Berlin, Oct. 12, 1858

It was to-day that the King left Berlin en route to Tyrol and Italy. Among the silent crowd waiting at the Potsdam Railway terminus to watch his departure there were many who, in 1840, had assisted at his coronation, and in his first public delivery of stump oratory, heard him solemnly swear that he would never allow a "Gallic bit of paper to interfere between him and his people."[1] The same man had the misfortune not only to accept on his oath a "Gallic bit of paper"—a romantic byword this for a written charter or constitution—but to become himself the god-father of the Prussian Constitution, and, in a certain sense, to be dethroned by virtue of that same mischievous "bit of paper." You will have remarked the discrepancy existing between the King's rescript to the Prince of Prussia and the Prince's rescript to the Ministry. The King in his rescript says:

"Continuing to be personally hindered from conducting public affairs, I request your Royal Highness and Liebden for the time being, etc., to exercise the kingly power as Regent in my name, according to your best knowledge and conscience, and with responsibility to God alone."[2]

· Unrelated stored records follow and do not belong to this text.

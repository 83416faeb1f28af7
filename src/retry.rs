//! Bounded retry with exponential backoff, driven by `backon`.
//!
//! Transient failures (see [`classify`]) are retried up to
//! `max_retries` times. Rate-limited responses that carry a reset header
//! wait for the reset instead of the exponential delay, capped at a minute.

use std::future::Future;
use std::time::Duration;

use backon::{BackoffBuilder, Retryable};
use chrono::{DateTime, Utc};
use rand::Rng;

use crate::error::{classify, ApiError, ErrorClass};

/// Longest wait honoured for a rate-limit reset.
const MAX_RATE_LIMIT_WAIT_SECS: i64 = 60;
/// Shortest wait honoured for a rate-limit reset.
const MIN_RATE_LIMIT_WAIT_SECS: i64 = 1;
/// Jitter spread applied on either side of the computed delay.
const JITTER_FRACTION: f64 = 0.25;

/// Backoff configuration for one retry site.
#[derive(Clone, Copy, Debug, PartialEq)]
pub struct RetryPolicy {
    /// Retries after the first attempt.
    pub max_retries: u32,
    /// Delay before the first retry; doubles on each subsequent one.
    pub base_delay: Duration,
    /// Spread each delay by ±25%.
    pub jitter: bool,
}

impl Default for RetryPolicy {
    fn default() -> Self {
        Self {
            max_retries: 3,
            base_delay: Duration::from_secs(1),
            jitter: false,
        }
    }
}

impl RetryPolicy {
    pub fn new(max_retries: u32, base_delay: Duration) -> Self {
        Self {
            max_retries,
            base_delay,
            jitter: false,
        }
    }

    #[must_use]
    pub fn with_jitter(mut self, jitter: bool) -> Self {
        self.jitter = jitter;
        self
    }

    /// Exponential delay for a zero-indexed retry attempt: `base * 2^attempt`.
    pub fn exponential_delay(&self, attempt: u32) -> Duration {
        let factor = 2u32.saturating_pow(attempt.min(16));
        self.base_delay.saturating_mul(factor)
    }
}

impl BackoffBuilder for RetryPolicy {
    type Backoff = ExponentialBackoff;

    fn build(self) -> Self::Backoff {
        ExponentialBackoff {
            policy: self,
            attempt: 0,
        }
    }
}

/// Yields `base * 2^n` for each of the policy's retries, then stops.
#[derive(Clone, Debug)]
pub struct ExponentialBackoff {
    policy: RetryPolicy,
    attempt: u32,
}

impl Iterator for ExponentialBackoff {
    type Item = Duration;

    fn next(&mut self) -> Option<Duration> {
        if self.attempt >= self.policy.max_retries {
            return None;
        }
        let delay = self.policy.exponential_delay(self.attempt);
        self.attempt += 1;
        Some(if self.policy.jitter {
            apply_jitter(delay)
        } else {
            delay
        })
    }
}

/// Seconds until `reset`, clamped to `[1, 60]`.
pub fn rate_limit_wait(reset: i64, now: DateTime<Utc>) -> Duration {
    let secs = (reset - now.timestamp()).clamp(MIN_RATE_LIMIT_WAIT_SECS, MAX_RATE_LIMIT_WAIT_SECS);
    Duration::from_secs(secs as u64)
}

/// The wait a rate-limited `error` asks for, if it carries a reset time.
fn rate_limit_delay(error: &ApiError, now: DateTime<Utc>) -> Option<Duration> {
    if !error.is_rate_limited() {
        return None;
    }
    error
        .rate_limit()
        .and_then(|info| info.reset)
        .map(|reset| rate_limit_wait(reset, now))
}

/// Replaces the backoff's next delay with the rate-limit wait when there
/// is one. An exhausted backoff stays exhausted.
fn adjust_delay(error: &ApiError, next: Option<Duration>, now: DateTime<Utc>) -> Option<Duration> {
    let next = next?;
    Some(rate_limit_delay(error, now).unwrap_or(next))
}

fn apply_jitter(delay: Duration) -> Duration {
    let factor = rand::rng().random_range((1.0 - JITTER_FRACTION)..=(1.0 + JITTER_FRACTION));
    delay.mul_f64(factor)
}

/// Runs `operation` until it succeeds, fails fatally, or runs out of retries.
///
/// The last error is always returned to the caller on exhaustion.
pub async fn with_retry<T, F, Fut>(policy: &RetryPolicy, label: &str, operation: F) -> Result<T, ApiError>
where
    F: FnMut() -> Fut,
    Fut: Future<Output = Result<T, ApiError>>,
{
    let max_retries = policy.max_retries;
    let mut retries: u32 = 0;

    operation
        .retry(*policy)
        .when(|err: &ApiError| {
            let transient = classify(err) == ErrorClass::Transient;
            if !transient {
                tracing::debug!(label, error = %err, "Fatal error, not retrying");
            }
            transient
        })
        .adjust(|err: &ApiError, next: Option<Duration>| {
            let delay = adjust_delay(err, next, Utc::now());
            if delay.is_none() {
                tracing::warn!(label, attempts = max_retries + 1, error = %err, "Retries exhausted");
            }
            delay
        })
        .notify(|err: &ApiError, delay: Duration| {
            retries += 1;
            tracing::warn!(
                label,
                attempt = retries,
                max_retries,
                delay_ms = delay.as_millis() as u64,
                error = %err,
                "Transient error, retrying"
            );
        })
        .await
}

#[cfg(test)]
mod tests {
    use super::*;
    use crate::error::RateLimitInfo;
    use std::sync::atomic::{AtomicU32, Ordering};

    fn status_error(status: u16, rate_limit: RateLimitInfo) -> ApiError {
        ApiError::Status {
            status,
            message: "boom".to_string(),
            rate_limit,
        }
    }

    #[test]
    fn test_exponential_delay() {
        let policy = RetryPolicy::default();
        assert_eq!(policy.exponential_delay(0), Duration::from_secs(1));
        assert_eq!(policy.exponential_delay(1), Duration::from_secs(2));
        assert_eq!(policy.exponential_delay(2), Duration::from_secs(4));
    }

    #[test]
    fn test_backoff_yields_one_delay_per_retry() {
        let delays: Vec<Duration> = RetryPolicy::new(3, Duration::from_secs(1)).build().collect();
        assert_eq!(
            delays,
            vec![
                Duration::from_secs(1),
                Duration::from_secs(2),
                Duration::from_secs(4)
            ]
        );
        assert_eq!(RetryPolicy::new(0, Duration::from_secs(1)).build().count(), 0);
    }

    #[test]
    fn test_rate_limit_reset_takes_precedence() {
        let now = Utc::now();
        let err = status_error(
            429,
            RateLimitInfo {
                remaining: Some(0),
                reset: Some(now.timestamp() + 10),
            },
        );
        assert_eq!(
            adjust_delay(&err, Some(Duration::from_secs(4)), now),
            Some(Duration::from_secs(10))
        );
    }

    #[test]
    fn test_exhausted_backoff_ignores_rate_limit_reset() {
        let now = Utc::now();
        let err = status_error(
            429,
            RateLimitInfo {
                remaining: Some(0),
                reset: Some(now.timestamp() + 10),
            },
        );
        assert_eq!(adjust_delay(&err, None, now), None);
    }

    #[test]
    fn test_rate_limit_wait_is_clamped() {
        let now = Utc::now();
        assert_eq!(
            rate_limit_wait(now.timestamp() + 3600, now),
            Duration::from_secs(60)
        );
        assert_eq!(
            rate_limit_wait(now.timestamp() - 30, now),
            Duration::from_secs(1)
        );
    }

    #[test]
    fn test_rate_limit_without_reset_keeps_exponential_delay() {
        let err = status_error(429, RateLimitInfo::default());
        assert_eq!(
            adjust_delay(&err, Some(Duration::from_secs(2)), Utc::now()),
            Some(Duration::from_secs(2))
        );
    }

    #[test]
    fn test_jitter_stays_within_bounds() {
        let policy = RetryPolicy::new(3, Duration::from_secs(1)).with_jitter(true);
        for _ in 0..100 {
            let delay = policy.build().nth(2).unwrap();
            assert!(delay >= Duration::from_secs(3), "{delay:?}");
            assert!(delay <= Duration::from_secs(5), "{delay:?}");
        }
    }

    #[tokio::test]
    async fn test_with_retry_recovers_from_transient_errors() {
        let policy = RetryPolicy::new(3, Duration::from_millis(1));
        let calls = AtomicU32::new(0);

        let result = with_retry(&policy, "test", || async {
            if calls.fetch_add(1, Ordering::SeqCst) < 2 {
                Err(status_error(502, RateLimitInfo::default()))
            } else {
                Ok(42)
            }
        })
        .await;

        assert_eq!(result.unwrap(), 42);
        assert_eq!(calls.load(Ordering::SeqCst), 3);
    }

    #[tokio::test]
    async fn test_with_retry_does_not_retry_fatal_errors() {
        let policy = RetryPolicy::new(3, Duration::from_millis(1));
        let calls = AtomicU32::new(0);

        let result: Result<(), _> = with_retry(&policy, "test", || async {
            calls.fetch_add(1, Ordering::SeqCst);
            Err(status_error(404, RateLimitInfo::default()))
        })
        .await;

        assert_eq!(result.unwrap_err().status(), Some(404));
        assert_eq!(calls.load(Ordering::SeqCst), 1);
    }

    #[tokio::test]
    async fn test_with_retry_surfaces_last_error_on_exhaustion() {
        let policy = RetryPolicy::new(2, Duration::from_millis(1));
        let calls = AtomicU32::new(0);

        let result: Result<(), _> = with_retry(&policy, "test", || async {
            let n = calls.fetch_add(1, Ordering::SeqCst);
            Err(status_error(500 + n as u16, RateLimitInfo::default()))
        })
        .await;

        assert_eq!(calls.load(Ordering::SeqCst), 3);
        assert_eq!(result.unwrap_err().status(), Some(502));
    }
}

The Prince, in his counter-rescript, says:

"In consequence of this Royal request and under virtue of Article 56 of the Constitution I being the next male heir to the throne, hereby take upon myself the Regency of the country, and, according to Article 56 of the Constitution, convoke the two Houses of the Diet of the Monarchy."[3]

Now, in the Royal rescript, the King acts as a free agent, and, by his own free will, temporarily resigns. The Prince, however, refers at the same time to the "Royal request" and to "Article 56 of the Constitution" which assumes the King to be insane or captive, and, consequently, unable to install the Regency himself. The King, furthermore, in his rescript, calls upon the Regent to exercise his power "with responsibility to God alone," while the Prince, by referring to the Constitution[4], leaves all the responsibility to the existing Ministry. According to the article quoted by the Regent, the "next heir to the throne," has immediately to convoke the Chambers, which in a united sitting, are to decide on the "necessity of the Regency." To take the latter power out of the hands of the Diet, the voluntary resignation of the King was insisted upon, but to become not altogether dependent upon the King's caprices, the Constitution was referred to. Thus there is a flaw in .the Regent's claim as it professes to proceed from two titles, which extinguish each other. Article 58 of the Constitution declares that

"from the moment of his (the Regent's) oath relative to the Constitution (before the united Diet), the existing Ministry remains responsible for all governmental acts.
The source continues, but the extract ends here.